Cerca de Tokio
vivía un gran samurai ya anciano, que se dedicaba a enseñar a los jóvenes. A
pesar de su edad, corría la leyenda que todavía era capaz de derrotar a
cualquier adversario.
Cierta tarde, un
guerrero conocido por su total falta de escrúpulos, apareció por allí. Era
famoso por utilizar la técnica de la provocación. Esperaba que su adversario
hiciera el primer movimiento y, dotado de una inteligencia privilegiada para
reparar en los errores cometidos, contraatacaba con velocidad fulminante. El
joven e impaciente guerrero jamás había perdido una lucha. Con la reputación
del samurai, se fue hasta allí para derrotarlo y aumentar su fama.
Todos los
estudiantes se manifestaron en contra de la idea, pero el viejo aceptó el
desafío.
Juntos, todos se
dirigieron a la plaza de la ciudad y el joven comenzaba a insultar al anciano
maestro. Arrojó algunas piedras en su dirección, le escupió en la cara, le
grito todos los insultos conocidos -ofendiendo incluso a sus ancestros-.
Durante horas hizo
todo por provocarlo, pero el viejo permaneció impasible.
Al final de la
tarde, sintiéndose ya exhausto y humillado, el impetuoso guerrero se retiró.
Desilusionados por
el hecho de que el maestro aceptara tantos insultos y provocaciones, los
alumnos le preguntaron:
-¿Cómo pudiste, maestro, soportar tanta indignidad?

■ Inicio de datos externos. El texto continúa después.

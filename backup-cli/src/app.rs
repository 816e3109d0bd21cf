use backup_core::config::AppConfig;
use backup_core::error::Result;
use backup_core::gdrive::GoogleDriveClient;
use backup_core::history::LogRecorder;
use backup_core::inventory::Inventory;
use backup_core::routeros::RouterOsConnector;
use backup_core::service::BackupService;
use backup_core::settings::SettingsStore;
use backup_core::transaction::BackupRunner;
use backup_core::error::BackupError;
use backup_core::transfer::FtpTransferConnector;
use std::path::Path;
use std::sync::Arc;

use crate::cli::Commands;
use crate::commands;

/// 生产环境的服务类型组合：RouterOS API + FTP 下载
pub type Service = BackupService<RouterOsConnector, FtpTransferConnector>;

pub struct CliApp {
    pub config: AppConfig,
    pub service: Arc<Service>,
}

impl std::fmt::Debug for CliApp {
    fn fmt(&self, f: &mut std::fmt::Formatter<'_>) -> std::fmt::Result {
        f.debug_struct("CliApp")
            .field("config", &self.config)
            .finish_non_exhaustive()
    }
}

impl CliApp {
    /// 初始化CLI应用：显式指定的配置文件优先，否则走智能配置查找
    pub async fn new_with_auto_config(config_path: Option<&Path>) -> Result<Self> {
        let config = match config_path {
            Some(path) => {
                if !path.exists() {
                    return Err(BackupError::custom(format!(
                        "配置文件不存在: {}",
                        path.display()
                    )));
                }
                AppConfig::load_from_file(path)?
            }
            None => AppConfig::find_and_load_config()?,
        };

        // 确保数据目录存在
        config.ensure_dirs()?;

        let runner = BackupRunner::new(
            RouterOsConnector::default(),
            FtpTransferConnector::default(),
            config.backup_dir(),
        );
        let cloud = Arc::new(GoogleDriveClient::new(config.token_file()));
        let service = BackupService::new(
            runner,
            Inventory::new(config.routers_file()),
            SettingsStore::new(config.settings_file()),
            cloud,
            LogRecorder::new(config.log_file()),
        );

        Ok(Self {
            config,
            service: Arc::new(service),
        })
    }

    /// 运行应用命令
    pub async fn run_command(&self, command: Commands) -> Result<()> {
        match command {
            Commands::Init { .. } => unreachable!(), // 已经在 main.rs 中处理
            Commands::Backup { router_id } => commands::run_backup(self, router_id).await,
            Commands::Test { router_id } => commands::run_test(self, &router_id).await,
            Commands::History { limit } => commands::run_history(self, limit).await,
            Commands::Run => commands::run_daemon(self).await,
        }
    }
}
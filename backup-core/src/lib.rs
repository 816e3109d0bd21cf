pub mod cloud;
pub mod config;
pub mod constants;
pub mod device;
pub mod error;
pub mod gdrive;
pub mod history;
pub mod inventory;
pub mod model;
pub mod retention;
pub mod routeros;
pub mod scheduler;
pub mod service;
pub mod settings;
pub mod transaction;
pub mod transfer;

pub use error::{BackupError, Result};
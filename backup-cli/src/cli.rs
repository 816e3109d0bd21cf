use crate::project_info::{metadata, version_info};
use clap::{Parser, Subcommand};
use std::path::PathBuf;

/// MikroTik Backup CLI - 路由器配置备份与调度工具
#[derive(Parser)]
#[command(name = "backup-cli")]
#[command(about = metadata::PROJECT_DESCRIPTION)]
#[command(version = version_info::CLI_VERSION)]
#[command(long_about = metadata::display::DESCRIPTION_LONG)]
#[command(author = metadata::PROJECT_AUTHORS)]
pub struct Cli {
    /// 配置文件路径（不指定时按 config.toml 等候选文件智能查找）
    #[arg(short, long)]
    pub config: Option<PathBuf>,

    /// 详细输出
    #[arg(short, long)]
    pub verbose: bool,

    #[command(subcommand)]
    pub command: Commands,
}

#[derive(Subcommand, Debug)]
pub enum Commands {
    /// 首次使用时初始化，创建配置文件和目录结构
    Init {
        /// 如果配置文件已存在，强制覆盖
        #[arg(long)]
        force: bool,
    },
    /// 手动创建备份
    Backup {
        /// 路由器 ID（不指定则备份清单里的全部路由器）
        router_id: Option<String>,
    },
    /// 测试到路由器的管理连接
    Test {
        /// 路由器 ID
        router_id: String,
    },
    /// 显示最近的备份历史
    History {
        /// 显示的条数
        #[arg(long, default_value = "20", help = "显示最近多少条记录")]
        limit: usize,
    },
    /// 常驻运行，按设置执行定时备份
    Run,
}
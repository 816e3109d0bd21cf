use crate::error::Result;
use crate::scheduler::{ScheduleDescriptor, ScheduleMode};
use serde::{Deserialize, Serialize};
use std::path::{Path, PathBuf};
use tempfile::NamedTempFile;

fn default_schedule_type() -> String {
    "interval".to_string()
}

fn default_interval_hours() -> u64 {
    24
}

fn default_cron_hour() -> u32 {
    2
}

/// 持久化设置，对应 data/settings.json
///
/// 核心只消费解析后的调度描述，其余字段原样读写
#[derive(Debug, Clone, Serialize, Deserialize, PartialEq, Eq)]
pub struct Settings {
    #[serde(default)]
    pub schedule_enabled: bool,
    /// "interval" 或 "cron"
    #[serde(default = "default_schedule_type")]
    pub schedule_type: String,
    #[serde(default = "default_interval_hours")]
    pub schedule_interval_hours: u64,
    #[serde(default = "default_cron_hour")]
    pub schedule_cron_hour: u32,
    #[serde(default)]
    pub schedule_cron_minute: u32,
    #[serde(default)]
    pub google_drive_folder_id: String,
    #[serde(default)]
    pub delete_local_after_upload: bool,
}

impl Default for Settings {
    fn default() -> Self {
        Self {
            schedule_enabled: false,
            schedule_type: default_schedule_type(),
            schedule_interval_hours: default_interval_hours(),
            schedule_cron_hour: default_cron_hour(),
            schedule_cron_minute: 0,
            google_drive_folder_id: String::new(),
            delete_local_after_upload: false,
        }
    }
}

impl Settings {
    /// 空字符串按未配置处理
    pub fn folder_id(&self) -> Option<&str> {
        if self.google_drive_folder_id.is_empty() {
            None
        } else {
            Some(&self.google_drive_folder_id)
        }
    }

    /// 解析为调度描述，未知的 schedule_type 按 interval 处理
    pub fn schedule(&self) -> ScheduleDescriptor {
        let mode = if self.schedule_type == "cron" {
            ScheduleMode::Daily {
                hour: self.schedule_cron_hour.min(23),
                minute: self.schedule_cron_minute.min(59),
            }
        } else {
            ScheduleMode::Interval {
                hours: self.schedule_interval_hours.max(1),
            }
        };
        ScheduleDescriptor {
            enabled: self.schedule_enabled,
            mode,
        }
    }
}

/// settings.json 的读写入口
#[derive(Debug, Clone)]
pub struct SettingsStore {
    path: PathBuf,
}

impl SettingsStore {
    pub fn new(path: impl Into<PathBuf>) -> Self {
        Self { path: path.into() }
    }

    pub fn path(&self) -> &Path {
        &self.path
    }

    /// 读取设置，文件不存在时返回默认值
    pub fn load(&self) -> Result<Settings> {
        if !self.path.exists() {
            return Ok(Settings::default());
        }
        let content = std::fs::read_to_string(&self.path)?;
        let settings: Settings = serde_json::from_str(&content)?;
        Ok(settings)
    }

    /// 原子写回，避免并发读到半截文件
    pub fn save(&self, settings: &Settings) -> Result<()> {
        if let Some(parent) = self.path.parent() {
            std::fs::create_dir_all(parent)?;
        }
        let parent = self.path.parent().unwrap_or(Path::new("."));
        let tmp = NamedTempFile::new_in(parent)?;
        serde_json::to_writer_pretty(&tmp, settings)?;
        tmp.persist(&self.path)
            .map_err(|e| std::io::Error::from(e.error))?;
        Ok(())
    }
}

#[cfg(test)]
mod tests {
    use super::*;

    #[test]
    fn default_settings_values() {
        let s = Settings::default();
        assert!(!s.schedule_enabled);
        assert_eq!(s.schedule_type, "interval");
        assert_eq!(s.schedule_interval_hours, 24);
        assert_eq!(s.schedule_cron_hour, 2);
        assert_eq!(s.schedule_cron_minute, 0);
        assert!(s.folder_id().is_none());
        assert!(!s.delete_local_after_upload);
    }

    #[test]
    fn schedule_resolution() {
        let mut s = Settings {
            schedule_enabled: true,
            ..Settings::default()
        };
        assert_eq!(
            s.schedule(),
            ScheduleDescriptor {
                enabled: true,
                mode: ScheduleMode::Interval { hours: 24 }
            }
        );

        s.schedule_type = "cron".to_string();
        s.schedule_cron_hour = 2;
        s.schedule_cron_minute = 30;
        assert_eq!(
            s.schedule(),
            ScheduleDescriptor {
                enabled: true,
                mode: ScheduleMode::Daily { hour: 2, minute: 30 }
            }
        );
    }

    #[test]
    fn store_round_trip_and_missing_file() {
        let dir = tempfile::tempdir().unwrap();
        let store = SettingsStore::new(dir.path().join("settings.json"));

        assert_eq!(store.load().unwrap(), Settings::default());

        let mut settings = Settings::default();
        settings.schedule_enabled = true;
        settings.google_drive_folder_id = "folder123".to_string();
        store.save(&settings).unwrap();

        let loaded = store.load().unwrap();
        assert_eq!(loaded, settings);
        assert_eq!(loaded.folder_id(), Some("folder123"));
    }
}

¿Por qué no usaste tu espada, aun sabiendo que podías perder la lucha, en vez
de mostrarte cobarde delante de todos nosotros?
El maestro les
preguntó:
-Si alguien llega hasta ustedes con un regalo y ustedes no lo
aceptan, ¿A quién pertenece el obsequio?
-A quien intento
entregarlo- respondió uno de los alumnos.
-Lo mismo vale para
la envidia, la rabia y los insultos -dijo el maestro-
Cuando no se
aceptan, continúan perteneciendo a quien los lleva consigo.